Editorial
El designio de amor de Dios para la humanidad se concreta en la persona de Jesucristo. “Este es mi hijo amado, en quien tengo todas mis complacencias”, resuena la voz del Señor. La paternidad de Dios tiene su concreción y su prolongación en Jesús, a quien da a los hombres para su redención hasta el fin de los tiempos. El infinito poder de Dios se perpetúa gracias a la acción salvífica de su Hijo, quien aceptó morir en la cruz para alcanzar, para todos, sin distinción ninguna, la vida eterna, un lugar en la Casa de su Padre. Esta donación de profundo amor, de sacrificio y entrega totales, es la cara de la moneda que los padres en la tierra tienen que ver en el ejercicio de la paternidad y seguir ese total ejemplo de amor y donación.
Hay dos grandes momentos en la historia de la salvación en que la paternidad queda totalmente manifiesta: el sacrificio que pretendía hacer Abraham al ofrendar la vida de su hijo en obediencia a Dios y aquellos momentos durante la oración que Jesús hiciera en el Huerto de los Olivos la noche de su aprehensión por parte de los soldados romanos, en que, figurándose lo que le esperaba, le dice, conmovido al Señor Dios: “Padre, si es posible que pase de mí este cáliz”. Pasados unos momentos de reflexión y tribulación, Jesús dice, resuelto, decidido a una entrega sin comparación y del todo desinteresada: “Padre, que se haga como tú quieras”. En esa aceptación, en ese gesto de obediencia suprema el Hijo reconoce el amor paterno, lo bueno que entrañaba lo dispuesto por su Padre para el futuro de la humanidad.

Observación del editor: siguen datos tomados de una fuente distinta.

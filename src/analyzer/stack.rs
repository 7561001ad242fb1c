//! Stack Detection
//!
//! Infers primary languages from file-extension counts, frameworks from
//! well-known marker files, and a coarse structure classification from
//! the detected framework set. Best-effort throughout: a repository
//! that cannot be read yields empty results, never an error.

use std::collections::HashMap;
use std::path::Path;
use tracing::debug;

use super::walker::TreeWalker;
use crate::constants::analysis::{EXTENSION_LANGUAGES, MAX_PRIMARY_LANGUAGES};
use crate::ingest::RepoHandle;
use crate::types::{AnalysisWarning, Degraded, StackInfo, StructureType};

const STAGE: &str = "stack";

/// Detect languages, frameworks, and structure type.
pub fn detect_stack(repo: &RepoHandle) -> Degraded<StackInfo> {
    let mut warnings = Vec::new();

    let primary_languages = count_languages(repo.root(), &mut warnings);
    let frameworks = detect_frameworks(repo.root(), &mut warnings);
    let structure_type = classify_structure(&frameworks);

    debug!(
        languages = ?primary_languages,
        frameworks = ?frameworks,
        structure = %structure_type,
        "stack detection complete"
    );

    Degraded::new(
        StackInfo {
            primary_languages,
            frameworks,
            structure_type,
        },
        warnings,
    )
}

// =============================================================================
// Language Counting
// =============================================================================

/// Map an extension to its language label via the fixed table.
fn language_for_extension(ext: &str) -> Option<&'static str> {
    EXTENSION_LANGUAGES
        .iter()
        .find(|(e, _)| *e == ext)
        .map(|(_, lang)| *lang)
}

/// Count files per language and keep the top entries.
///
/// Ties are broken by the table's declaration order: candidates are
/// seeded in table order and the descending sort is stable.
fn count_languages(root: &Path, warnings: &mut Vec<AnalysisWarning>) -> Vec<String> {
    let walk = TreeWalker::new(root, STAGE).skipping_dirs(&[".git"]).files();
    warnings.extend(walk.warnings);

    let mut counts: HashMap<&'static str, usize> = HashMap::new();
    for path in &walk.value {
        if let Some(ext) = path.extension().and_then(|e| e.to_str())
            && let Some(lang) = language_for_extension(ext)
        {
            *counts.entry(lang).or_insert(0) += 1;
        }
    }

    let mut ranked: Vec<(&'static str, usize)> = Vec::new();
    for (_, lang) in EXTENSION_LANGUAGES {
        if !ranked.iter().any(|(l, _)| l == lang)
            && let Some(&count) = counts.get(lang)
        {
            ranked.push((*lang, count));
        }
    }
    ranked.sort_by(|a, b| b.1.cmp(&a.1));

    ranked
        .into_iter()
        .take(MAX_PRIMARY_LANGUAGES)
        .map(|(lang, _)| lang.to_string())
        .collect()
}

// =============================================================================
// Framework Markers
// =============================================================================

/// Presence checks for configuration/build markers at fixed paths, plus
/// dependency-name tags from package.json.
fn detect_frameworks(root: &Path, warnings: &mut Vec<AnalysisWarning>) -> Vec<String> {
    let mut frameworks = Vec::new();
    let at_root = |name: &str| root.join(name).exists();

    if at_root("package.json") {
        frameworks.push("Node.js".to_string());

        if at_root("next.config.js") || at_root("next.config.mjs") {
            frameworks.push("Next.js".to_string());
        }
        if at_root("vite.config.js") {
            frameworks.push("Vite".to_string());
        }

        frameworks.extend(dependency_tags(root, warnings));
    }

    if at_root("requirements.txt") || at_root("pyproject.toml") {
        frameworks.push("Python".to_string());

        if at_root("app.py") {
            frameworks.push("Flask".to_string());
        }
        if at_root("main.py") {
            frameworks.push("FastAPI".to_string());
        }
        if at_root("manage.py") {
            frameworks.push("Django".to_string());
        }
    }

    if at_root("Dockerfile") {
        frameworks.push("Docker".to_string());
    }

    frameworks
}

/// Well-known frontend/backend libraries recognized among package.json
/// dependency names.
const DEPENDENCY_TAGS: &[(&str, &str)] = &[
    ("react", "React"),
    ("vue", "Vue"),
    ("angular", "Angular"),
    ("express", "Express"),
    ("fastify", "Fastify"),
];

fn dependency_tags(root: &Path, warnings: &mut Vec<AnalysisWarning>) -> Vec<String> {
    let path = root.join("package.json");

    let parsed: Option<serde_json::Value> = std::fs::read_to_string(&path)
        .map_err(|e| AnalysisWarning::with_path(STAGE, "package.json", e.to_string()))
        .and_then(|text| {
            serde_json::from_str(&text)
                .map_err(|e| AnalysisWarning::with_path(STAGE, "package.json", e.to_string()))
        })
        .map_err(|w| warnings.push(w))
        .ok();

    let Some(parsed) = parsed else {
        return Vec::new();
    };

    let mut names: Vec<&str> = Vec::new();
    for group in ["dependencies", "devDependencies"] {
        if let Some(map) = parsed.get(group).and_then(|v| v.as_object()) {
            names.extend(map.keys().map(|k| k.as_str()));
        }
    }

    DEPENDENCY_TAGS
        .iter()
        .filter(|(dep, _)| names.contains(dep))
        .map(|(_, tag)| tag.to_string())
        .collect()
}

// =============================================================================
// Structure Classification
// =============================================================================

/// Precedence: fullstack > frontend > backend > unknown.
fn classify_structure(frameworks: &[String]) -> StructureType {
    let has = |name: &str| frameworks.iter().any(|f| f == name);

    if has("Next.js") && has("Python") {
        StructureType::Fullstack
    } else if has("Next.js") {
        StructureType::Frontend
    } else if has("Python") {
        StructureType::Backend
    } else {
        StructureType::Unknown
    }
}
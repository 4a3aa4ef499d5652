//! Edge cursors over run-length encoded channels
//!
//! A [`ChannelCursor`] walks one logic channel edge by edge. The decoders
//! only ever talk to this trait, so they run the same against a live
//! channel-backed stream or an in-memory capture.

use std::collections::VecDeque;

use super::errors::{WorkError, WorkResult};
use super::receiver::Receiver;
use super::sample::Sample;

/// Position-based view of a single logic channel.
///
/// Every method may block while the underlying stream catches up, so all of
/// them are fallible. `WorkError::Shutdown` means a stop was requested and
/// `WorkError::EndOfStream` that the capture has no more edges.
pub trait ChannelCursor {
    /// Signal level at the cursor position.
    fn bit_state(&mut self) -> WorkResult<bool>;

    /// Current cursor position.
    fn sample_number(&mut self) -> WorkResult<u64>;

    /// Move to the next transition and return its position.
    fn advance_to_next_edge(&mut self) -> WorkResult<u64>;

    /// Move forward to `position`. Positions at or behind the cursor are ignored.
    fn advance_to_position(&mut self, position: u64) -> WorkResult<()>;

    /// Position of the next transition, without moving.
    fn sample_of_next_edge(&mut self) -> WorkResult<u64>;
}

/// Ordered source of run-length samples feeding an [`EdgeCursor`].
pub trait EdgeSource {
    fn recv(&mut self) -> WorkResult<Sample>;
    fn peek(&mut self) -> WorkResult<&Sample>;
}

impl EdgeSource for VecDeque<Sample> {
    fn recv(&mut self) -> WorkResult<Sample> {
        self.pop_front().ok_or(WorkError::EndOfStream)
    }

    fn peek(&mut self) -> WorkResult<&Sample> {
        self.front().ok_or(WorkError::EndOfStream)
    }
}

impl EdgeSource for Receiver<Sample> {
    fn recv(&mut self) -> WorkResult<Sample> {
        Receiver::recv(self)
    }

    fn peek(&mut self) -> WorkResult<&Sample> {
        Receiver::peek(self)
    }
}

/// [`ChannelCursor`] implementation over any [`EdgeSource`].
///
/// The cursor sits inside the run `current`, which is valid from
/// `current.position` up to the next sample in the source. The first sample
/// pulled from the source defines the initial position and level.
pub struct EdgeCursor<S> {
    source: S,
    current: Option<Sample>,
    position: u64,
}

impl<S: EdgeSource> EdgeCursor<S> {
    pub fn new(source: S) -> Self {
        Self {
            source,
            current: None,
            position: 0,
        }
    }

    fn prime(&mut self) -> WorkResult<Sample> {
        if let Some(current) = self.current {
            return Ok(current);
        }
        let first = self.source.recv()?;
        self.position = first.position;
        self.current = Some(first);
        Ok(first)
    }
}

impl EdgeCursor<VecDeque<Sample>> {
    /// Cursor over an in-memory capture.
    pub fn from_samples(samples: impl IntoIterator<Item = Sample>) -> Self {
        Self::new(samples.into_iter().collect())
    }
}

impl<S: EdgeSource> ChannelCursor for EdgeCursor<S> {
    fn bit_state(&mut self) -> WorkResult<bool> {
        Ok(self.prime()?.value)
    }

    fn sample_number(&mut self) -> WorkResult<u64> {
        self.prime()?;
        Ok(self.position)
    }

    fn advance_to_next_edge(&mut self) -> WorkResult<u64> {
        let position = self.sample_of_next_edge()?;
        let next = self.source.recv()?;
        self.current = Some(next);
        self.position = position;
        Ok(position)
    }

    fn advance_to_position(&mut self, position: u64) -> WorkResult<()> {
        self.prime()?;
        if position <= self.position {
            return Ok(());
        }

        loop {
            match self.sample_of_next_edge() {
                Ok(edge) if edge <= position => {
                    self.advance_to_next_edge()?;
                }
                Ok(_) => break,
                // Last run extends past the end of the capture
                Err(WorkError::EndOfStream) => break,
                Err(e) => return Err(e),
            }
        }

        self.position = position;
        Ok(())
    }

    fn sample_of_next_edge(&mut self) -> WorkResult<u64> {
        let current = self.prime()?;
        loop {
            let next = *self.source.peek()?;
            if next.is_edge_after(&current) {
                return Ok(next.position);
            }
            // Same level again: not an edge, fold it into the current run
            self.source.recv()?;
        }
    }
}
//! Packet boundary detection on the command line
//!
//! While searching, the detector hops from one command-line edge to the next
//! and checks the level one data-valid clock edge later. A low level there is
//! a start bit. Inside a packet every rising clock edge samples one command
//! bit into the [`FrameDecoder`], and every falling edge is remembered as the
//! anchor of the next transmission bit.

use super::channels::SdioChannels;
use super::frame_decoder::{FrameDecoder, Step};
use crate::nodes::decoders::sink::FrameSink;
use crate::nodes::decoders::types::{MarkerKind, SdioChannel};
use crate::runtime::{ChannelCursor, WorkResult};
use tracing::{debug, trace};

#[derive(Debug, Clone, Copy, PartialEq, Eq)]
pub enum PacketState {
    Searching,
    InPacket,
}

#[derive(Debug, Clone)]
pub struct PacketDetector {
    state: PacketState,
    last_falling_edge: u64,
    clock_markers: bool,
    decoder: FrameDecoder,
    packets: u64,
}

impl PacketDetector {
    pub fn new(clock_markers: bool) -> Self {
        Self {
            state: PacketState::Searching,
            last_falling_edge: 0,
            clock_markers,
            decoder: FrameDecoder::new(),
            packets: 0,
        }
    }

    pub fn state(&self) -> PacketState {
        self.state
    }

    pub fn decoder(&self) -> &FrameDecoder {
        &self.decoder
    }

    /// Most recent falling clock edge seen
    pub fn last_falling_edge(&self) -> u64 {
        self.last_falling_edge
    }

    /// Packets completed so far
    pub fn packets(&self) -> u64 {
        self.packets
    }

    /// Run one detector step. Returns the number of frames emitted.
    pub fn cycle<C, S>(&mut self, channels: &mut SdioChannels<C>, sink: &mut S) -> WorkResult<usize>
    where
        C: ChannelCursor,
        S: FrameSink,
    {
        match self.state {
            PacketState::Searching => {
                self.search(channels)?;
                Ok(0)
            }
            PacketState::InPacket => self.clock_bit(channels, sink),
        }
    }

    fn search<C: ChannelCursor>(&mut self, channels: &mut SdioChannels<C>) -> WorkResult<()> {
        let edge = channels.cmd.advance_to_next_edge()?;
        self.last_falling_edge = edge;

        channels.clock.advance_to_position(edge)?;
        if channels.clock.bit_state()? {
            // Clock is high: skip its falling edge first
            channels.clock.advance_to_next_edge()?;
        }
        let sampled = channels.clock.advance_to_next_edge()?;
        channels.align_to(sampled)?;

        if !channels.cmd.bit_state()? {
            debug!("start bit at sample {}", sampled);
            self.state = PacketState::InPacket;
        } else {
            trace!("command line high at {}, still searching", sampled);
        }
        Ok(())
    }

    fn clock_bit<C, S>(&mut self, channels: &mut SdioChannels<C>, sink: &mut S) -> WorkResult<usize>
    where
        C: ChannelCursor,
        S: FrameSink,
    {
        let position = channels.clock.advance_to_next_edge()?;
        channels.align_to(position)?;

        if !channels.clock.bit_state()? {
            self.last_falling_edge = position;
            return Ok(0);
        }

        if self.clock_markers {
            sink.mark(position, MarkerKind::UpArrow, SdioChannel::Clock);
        }

        let bit = channels.cmd.bit_state()?;
        let clock = &mut channels.clock;
        match self
            .decoder
            .step(bit, self.last_falling_edge, || clock.sample_of_next_edge())?
        {
            Step::Pending => Ok(0),
            Step::Frame(frame) => {
                sink.emit(frame);
                Ok(1)
            }
            Step::PacketDone => {
                sink.commit_packet_and_start_new();
                sink.commit()?;
                self.packets += 1;
                self.state = PacketState::Searching;
                debug!("packet {} complete at sample {}", self.packets, position);
                Ok(0)
            }
        }
    }
}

La paternidad de los hombres pasa por entender otras condiciones y de asimilar otras circunstancias. La procreación, entendida como un acto éticamente bueno de poner las condiciones para la concepción de una nueva persona humana, da paso a la paternidad, pero no todo aquel que procrea puede llamarse padre en el justo sentido de la palabra. “No es la carne y la sangre, sino el corazón, lo que nos hace padres e hijos”, reflexiona el Padre José Luis Martín Descalzo. La paternidad no viene dada como un aditamento inherente que el hombre puede usar y rechazar como si lo hiciera con, por ejemplo, un balón de futbol cuando se aburre o se agota físicamente. Porque, continúa Martín Descalzo, “cuántos hay que se creen padres por el mero hecho de haber traído hijos al mundo. Líbreme Dios de infravalorar esa maravilla de prestar a otro ser la carne y la sangre”.

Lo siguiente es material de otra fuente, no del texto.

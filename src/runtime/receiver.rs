//! Channel receiver with a putback buffer and cooperative cancellation
//!
//! [`Receiver`] wraps a single `crossbeam_channel::Receiver<ChannelMessage<T>>`
//! with a putback buffer, providing `recv`, `peek` and `put_back`. It
//! transparently unwraps `ChannelMessage` and caches end-of-stream state so
//! subsequent calls keep returning `EndOfStream`.
//!
//! Blocking calls wait in short slices so a raised stop signal is noticed
//! promptly. These waits are the only suspension points of a decoder worker.

use crossbeam_channel::{Receiver as CrossbeamReceiver, RecvTimeoutError};
use std::collections::VecDeque;
use std::sync::Arc;
use std::sync::atomic::{AtomicBool, Ordering};
use std::time::Duration;

use super::errors::{WorkError, WorkResult};
use super::sender::ChannelMessage;

/// How long a blocking receive waits before re-checking the stop signal.
const STOP_POLL_INTERVAL: Duration = Duration::from_millis(20);

/// A single crossbeam receiver with a putback buffer.
pub struct Receiver<T> {
    receiver: CrossbeamReceiver<ChannelMessage<T>>,
    buffer: VecDeque<T>,
    eos: bool,
    stop_signal: Option<Arc<AtomicBool>>,
}

impl<T> Receiver<T> {
    /// Create a new receiver.
    pub fn new(receiver: CrossbeamReceiver<ChannelMessage<T>>) -> Self {
        Self {
            receiver,
            buffer: VecDeque::new(),
            eos: false,
            stop_signal: None,
        }
    }

    /// Observe a shared stop signal while blocked.
    pub fn with_stop_signal(mut self, stop_signal: Arc<AtomicBool>) -> Self {
        self.stop_signal = Some(stop_signal);
        self
    }

    fn stop_requested(&self) -> bool {
        self.stop_signal
            .as_ref()
            .is_some_and(|s| s.load(Ordering::Relaxed))
    }

    /// Block until the channel yields an item, the stream ends, or a stop is requested.
    fn recv_from_channel(&mut self) -> WorkResult<T> {
        if self.eos {
            return Err(WorkError::EndOfStream);
        }

        loop {
            if self.stop_requested() {
                tracing::debug!("Receiver - stop requested, returning Shutdown");
                return Err(WorkError::Shutdown);
            }

            match self.receiver.recv_timeout(STOP_POLL_INTERVAL) {
                Ok(ChannelMessage::Sample(item)) => return Ok(item),
                Ok(ChannelMessage::EndOfStream) => {
                    self.eos = true;
                    tracing::debug!("Receiver - EndOfStream received");
                    return Err(WorkError::EndOfStream);
                }
                Err(RecvTimeoutError::Timeout) => continue,
                Err(RecvTimeoutError::Disconnected) => {
                    self.eos = true;
                    tracing::debug!("Receiver - channel disconnected, returning EndOfStream");
                    return Err(WorkError::EndOfStream);
                }
            }
        }
    }

    /// Blocking receive. Returns from the putback buffer first, then
    /// falls through to the underlying channel.
    pub fn recv(&mut self) -> WorkResult<T> {
        if self.stop_requested() {
            return Err(WorkError::Shutdown);
        }

        if let Some(item) = self.buffer.pop_front() {
            return Ok(item);
        }

        self.recv_from_channel()
    }

    /// Peek at the front item. If the buffer is empty, blocks on the
    /// channel to populate it.
    pub fn peek(&mut self) -> WorkResult<&T> {
        if self.stop_requested() {
            return Err(WorkError::Shutdown);
        }

        if self.buffer.is_empty() {
            let item = self.recv_from_channel()?;
            self.buffer.push_back(item);
        }
        self.buffer.front().ok_or(WorkError::EndOfStream)
    }

    /// Push an item back to the front of the buffer so the next `recv()`
    /// returns it.
    pub fn put_back(&mut self, item: T) {
        self.buffer.push_front(item);
    }

    /// Check if there are any buffered items.
    pub fn has_buffered(&self) -> bool {
        !self.buffer.is_empty()
    }

    /// Whether end-of-stream has been observed on the channel.
    pub fn is_finished(&self) -> bool {
        self.eos && self.buffer.is_empty()
    }
}
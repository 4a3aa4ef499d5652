//! SDIO command-line decoder
//!
//! [`SdioAnalyzer`] walks the clock and command channels through a
//! [`PacketDetector`], which feeds sampled bits to the [`FrameDecoder`] and
//! delivers frames to a [`FrameSink`](super::FrameSink).

pub mod accumulator;
pub mod analyzer;
pub mod channels;
pub mod frame_decoder;
pub mod packet_detector;
pub mod settings;

pub use accumulator::BitAccumulator;
pub use analyzer::SdioAnalyzer;
pub use channels::{DATA_LINES, SdioChannels};
pub use frame_decoder::{
    Cmd52State, Cmd53State, DecodeContext, Direction, FrameDecoder, FrameState, ResponseKind,
    Step,
};
pub use packet_detector::{PacketDetector, PacketState};
pub use settings::{MIN_SAMPLE_RATE_HZ, SdioSettings};
//! The unit of work the scheduler runs

pub use super::errors::{WorkError, WorkResult};

/// A streaming worker driven by the [`Scheduler`](super::Scheduler).
///
/// A node owns its input cursors and its output sink. The scheduler gives it a
/// thread and calls [`work`](Self::work) until it asks to stop, fails, or the
/// shared stop signal is raised.
pub trait ProcessNode: Send {
    fn name(&self) -> &str;

    /// Checked before every `work()` call
    fn should_stop(&self) -> bool {
        false
    }

    /// Advance by one step. Returns the number of items produced.
    ///
    /// `WorkError::Shutdown` and `WorkError::EndOfStream` end the worker
    /// quietly; any other error is logged.
    fn work(&mut self) -> WorkResult<usize>;
}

Una vieja canción popular decía que no bastaba con traer hijos al mundo, y podríamos agregar que no basta con ejercer autoridad y disponer mandatos para hacer sentir que se es padre ante los hijos. Antes bien, a imitación de la ofrenda sacrificial de Abraham o la aceptación amorosa de los designios del Padre hacia Jesús la noche de su aprehensión y posterior muerte, la paternidad ha de ser un encuentro entre el padre y su hijo, un encuentro signado, primero, por el amor, por la aceptación y la entrega en una convivencia fraterna que esté marcada por el procurar el bien y el desarrollo de los hijos. Dar la vida, literalmente, por aquellos que se trajo al mundo en un acto éticamente bueno de donación y procreación.

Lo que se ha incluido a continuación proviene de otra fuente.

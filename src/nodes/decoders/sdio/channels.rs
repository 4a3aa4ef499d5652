//! The set of logic channels the SDIO analyzer walks in lockstep

use crate::runtime::{ChannelCursor, WorkResult};

/// Number of SDIO data lines
pub const DATA_LINES: usize = 4;

/// Clock and command cursors plus up to four optional data-line cursors.
///
/// The clock drives every move; the other channels are only ever aligned to a
/// clock position.
pub struct SdioChannels<C> {
    pub clock: C,
    pub cmd: C,
    pub data: [Option<C>; DATA_LINES],
}

impl<C: ChannelCursor> SdioChannels<C> {
    pub fn new(clock: C, cmd: C) -> Self {
        Self {
            clock,
            cmd,
            data: [None, None, None, None],
        }
    }

    /// Attach data line `line` (0..=3). Out of range lines are ignored.
    pub fn with_data(mut self, line: usize, cursor: C) -> Self {
        if let Some(slot) = self.data.get_mut(line) {
            *slot = Some(cursor);
        }
        self
    }

    /// Number of data lines attached
    pub fn data_lines(&self) -> usize {
        self.data.iter().flatten().count()
    }

    /// Bring the command and data cursors up to `position`.
    pub fn align_to(&mut self, position: u64) -> WorkResult<()> {
        self.cmd.advance_to_position(position)?;
        for line in self.data.iter_mut().flatten() {
            line.advance_to_position(position)?;
        }
        Ok(())
    }
}

#[cfg(test)]
mod tests {
    use super::*;
    use crate::runtime::{EdgeCursor, Sample};
    use std::collections::VecDeque;

    fn cursor(edges: &[(bool, u64)]) -> EdgeCursor<VecDeque<Sample>> {
        EdgeCursor::from_samples(edges.iter().map(|&(v, p)| Sample::new(v, p)))
    }

    #[test]
    fn test_align_moves_cmd_and_data() {
        let mut channels = SdioChannels::new(
            cursor(&[(false, 0), (true, 5)]),
            cursor(&[(true, 0), (false, 3), (true, 8)]),
        )
        .with_data(2, cursor(&[(false, 0), (true, 4)]));
        assert_eq!(channels.data_lines(), 1);

        channels.align_to(6).unwrap();
        assert_eq!(channels.cmd.sample_number().unwrap(), 6);
        assert!(!channels.cmd.bit_state().unwrap());
        let data = channels.data[2].as_mut().unwrap();
        assert!(data.bit_state().unwrap());
        // Clock is never moved by alignment
        assert_eq!(channels.clock.sample_number().unwrap(), 0);
    }

    #[test]
    fn test_out_of_range_line_ignored() {
        let channels = SdioChannels::new(cursor(&[(false, 0)]), cursor(&[(true, 0)]))
            .with_data(DATA_LINES, cursor(&[(true, 0)]));
        assert_eq!(channels.data_lines(), 0);
    }
}
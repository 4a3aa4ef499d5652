//! Broadcast sender with explicit end-of-stream signaling

use crossbeam_channel::{SendError, Sender as CrossbeamSender};

/// Channel message wrapper for end-of-stream signaling
///
/// Wraps data flowing through channels so producers can explicitly signal
/// when no more data will be sent. A cloned `Sender` keeps the channel open
/// after the first handle is dropped, so disconnection alone is not a reliable
/// end marker.
///
/// Consumers never see this enum directly: `Sender::send()` wraps values
/// in `Sample(T)` and `Receiver::recv()` unwraps them transparently.
#[derive(Clone, Debug)]
pub enum ChannelMessage<T> {
    /// A data item
    Sample(T),
    /// End-of-stream marker: no more data will be sent
    EndOfStream,
}

/// Broadcast sender that sends to one or more consumers
pub struct Sender<T> {
    destinations: Vec<CrossbeamSender<ChannelMessage<T>>>,
}

impl<T: Clone> Sender<T> {
    /// Create a new Sender from a vector of crossbeam senders
    pub fn new(destinations: Vec<CrossbeamSender<ChannelMessage<T>>>) -> Self {
        Self { destinations }
    }

    /// Get the number of broadcast destinations
    pub fn num_destinations(&self) -> usize {
        self.destinations.len()
    }

    /// Send a value to all destinations
    ///
    /// Fails only when every destination has been disconnected.
    pub fn send(&self, value: T) -> Result<(), SendError<T>> {
        if self.destinations.is_empty() {
            return Ok(());
        }

        let mut any_success = false;
        let mut last_error = None;

        for dest in &self.destinations {
            match dest.send(ChannelMessage::Sample(value.clone())) {
                Ok(()) => any_success = true,
                Err(SendError(msg)) => {
                    if let ChannelMessage::Sample(v) = msg {
                        last_error = Some(SendError(v));
                    }
                }
            }
        }

        if !any_success && let Some(e) = last_error {
            return Err(e);
        }

        Ok(())
    }

    /// Signal end-of-stream to all destinations
    ///
    /// Downstream `Receiver`s return `WorkError::EndOfStream` once they have
    /// drained everything sent before this call.
    pub fn close(&self) {
        for dest in &self.destinations {
            let _ = dest.send(ChannelMessage::EndOfStream);
        }
    }

    /// Check if this sender has any connected receivers
    pub fn is_connected(&self) -> bool {
        !self.destinations.is_empty()
    }
}

impl<T: Clone> Clone for Sender<T> {
    fn clone(&self) -> Self {
        Self {
            destinations: self.destinations.clone(),
        }
    }
}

“…la verdadera paternidad y maternidad no pueden reducirse al milagro de unas células humanas que se encuentran y se funden –subraya Martín Descalzo–, sino que reposa, sobre todo y fundamentalmente, en la larga cadena de amor que empieza mucho antes del engendramiento y no termina nunca en un padre y una madre verdaderos”. La celebración del Día del Padre, por todo ello, ha de recordarnos que la paternidad de los hombres se desprende de la paternidad de Dios: que proviene de un designio de amor y por amor. Porque, como bien lo afirma el sacerdote español, “somos padres e hijos en la medida en que amamos”.